The best way to internalize the course is to run one small end-to-end project where tree-based models are the main focus rather than just one option among many.

Project idea: Predict pet adoption time

One natural project for this course is to predict how quickly a pet will be adopted based on structured profile information.

Potential inputs could include:

  • age
  • breed or mix
  • health and vaccination status
  • shelter metadata
  • fee information
  • short text fields or descriptions

This project works well because it can be framed as either:

  • a regression problem
  • an ordinal or multiclass prediction problem
  • a ranking problem if the goal is prioritization

Minimum deliverables

Your project should include:

  1. a clear task definition
  2. a dataset description and feature inventory
  3. one single-tree baseline
  4. one forest-style ensemble
  5. one boosting model
  6. a short analysis of feature importance and model behavior

Step 1: Frame the task

  • What exact outcome are you predicting?
  • What information is available at prediction time?
  • Is the target better treated as numeric, ordinal, or categorical?
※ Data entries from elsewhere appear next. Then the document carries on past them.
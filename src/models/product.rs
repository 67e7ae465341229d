#[derive(Debug, Clone)]
pub struct Product {
    pub name: &'static str,
    pub description: &'static str,
    pub price: f64,
}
Step 2: Build a simple tree

Start with a regularized decision tree and use it to learn:

  • what the first few important splits look like
  • how depth changes fit
  • whether the tree already exposes meaningful structure

Step 3: Add an ensemble

Train a random forest or ExtraTrees model and compare:

  • validation performance
  • stability
  • feature-importance behavior

Step 4: Add a boosting model

Train one of:

  • XGBoost
  • LightGBM
  • CatBoost

Then compare it against the forest rather than assuming it should automatically win.

Step 5: Reflect

Write a short decision memo:

  • Which model would you ship first?
  • Which model is easiest to explain?
  • Which feature signals feel trustworthy, and which need more scrutiny?

Stretch goals

  • compare impurity importance versus permutation importance
  • inspect whether correlated variables change the interpretation
  • add a text-derived feature block
  • compare OOB error to cross-validation

Final checkpoint

If you can explain why your final choice is better than a single tree, you have learned the most important lesson of the course.